Penulis : Dinda Pranata
Hidup itu….
Hidup Itu …. (Dinda Pranata)
kadang menjadikan rasa penasaran,
berubah jadi pencarian.
Kadang menjadikan misteri,
jadi ketidakpastian tak bertepi.
Sang Alkemis ini salah satu novel yang terbeli karena diskon. Serius! Awalnya tidak ada tendensi khusus mau beli buku ini, yang menarik justru bukan dari judulnya tapi dari penulisnya. Lho kok bisa?

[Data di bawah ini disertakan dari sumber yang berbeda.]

//! Server execution logic.

use std::sync::Arc;
use std::time::Duration;

use axum::{Router, routing::get};
use tower_http::trace::TraceLayer;

use gavel_shared::heartbeat::{HEARTBEAT_SWEEP_PERIOD, SERVER_HEARTBEAT_TIMEOUT};
use gavel_shared::time::SystemClock;

use crate::heartbeat::spawn_heartbeat_monitor;
use crate::registry::ConnectionRegistry;
use crate::signal::shutdown_signal;
use crate::state::AppState;

/// Runtime settings for the delivery server.
#[derive(Debug, Clone)]
pub struct ServerConfig {
    pub host: String,
    pub port: u16,
    pub heartbeat_timeout: Duration,
    pub sweep_period: Duration,
}

impl Default for ServerConfig {
    fn default() -> Self {
        Self {
            host: "127.0.0.1".to_string(),
            port: 8080,
            heartbeat_timeout: SERVER_HEARTBEAT_TIMEOUT,
            sweep_period: HEARTBEAT_SWEEP_PERIOD,
        }
    }
}

/// Build the router: the WebSocket endpoint plus the small HTTP surface.
pub fn build_router(state: Arc<AppState>) -> Router {
    Router::new()
        .route("/ws", get(crate::handler::websocket_handler))
        .route("/api/health", get(crate::handler::health_check))
        .route("/api/stats", get(crate::handler::get_stats))
        .layer(TraceLayer::new_for_http())
        .with_state(state)
}

/// Run the auction delivery server until a shutdown signal arrives.
pub async fn run_server(config: ServerConfig) -> Result<(), Box<dyn std::error::Error>> {
    let registry = Arc::new(ConnectionRegistry::new());
    let clock = Arc::new(SystemClock);
    let state = Arc::new(AppState::new(registry.clone(), clock.clone()));

    let monitor = spawn_heartbeat_monitor(
        registry,
        clock,
        config.sweep_period,
        config.heartbeat_timeout,
    );

    let app = build_router(state);

    let bind_addr = format!("{}:{}", config.host, config.port);
    let listener = tokio::net::TcpListener::bind(&bind_addr).await?;

    tracing::info!(
        "Auction delivery server listening on {}",
        listener.local_addr()?
    );
    tracing::info!("Connect to: ws://{}/ws", bind_addr);
    tracing::info!("Press Ctrl+C to shutdown gracefully");

    axum::serve(listener, app)
        .with_graceful_shutdown(shutdown_signal())
        .await?;

    monitor.abort();
    tracing::info!("Server shutdown complete");

    Ok(())
}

Iya, karena salah satu buku dari penulis yang justru aku baca pertama itu tentang Mata Hari. The Legendary of female fatale story. Kalau dibandingkan sama sang alkemis, buku sang alkemis lebih dulu terbit daripada yang judulnya Mata Hari. Terus bagaimana sih sinopsis, pandangan subyektif hingga latar dari novel ini?
Sang Alkemis dan Anak Gembala
Seorang anak gembala bernama Santiago sering menggembalakan domba di atas bukit nan hijau. Bukit itu sangat indah dan tenang, sehingga ia selalu membawa buku-bukunya sambil menggembalakan domba-domba. Hingga suatu hari, ia bertemu dengan seorang gadis jelita, putri dari pedagang wol yang sering mencukur domba-domba Santiago. Ia jatuh cinta.
Selama satu tahun Santiago menanti perjumpaan kembali dengan si gadis ini. Selama setahun itu pula, ia mendapatkan mimpi tentang harta karun yang tersembunyi di piramida-piramida Giza. Saat, mendekati waktu perjumpaannya dengan si gadis pujaan ia menemui seorang Gipsi yang mempu meramal. Sejak pertemuan dengan wanita gipsi inilah petualangan Santiago di mulai.
Baca juga: Pojok Literasi-Resensi The Danish Way Of Parenting: Pola Asuh Anak Berkarakter.
Si peramal gipsi ini meramalkan nasib bahwa ia bisa menemukan harta karun itu, jika si anak mengikuti pertanda-pertanda dari mimpinya. Santiago awalnya tidak percaya dengan apa yang wanita ini katakan dan meninggalkan rumah wanita itu. Namun di tengah jalan ia bertemu dengan pria tua yang mengaku raja dan menyuruhnya untuk mengikuti mimpi-mimpi yang katanya adalah pertanda dari Tuhan. Dan sebelum berpisah raja tua itu memberinya dua buah batu yang katanya bisa membantu saat dirinya merasa bimbang.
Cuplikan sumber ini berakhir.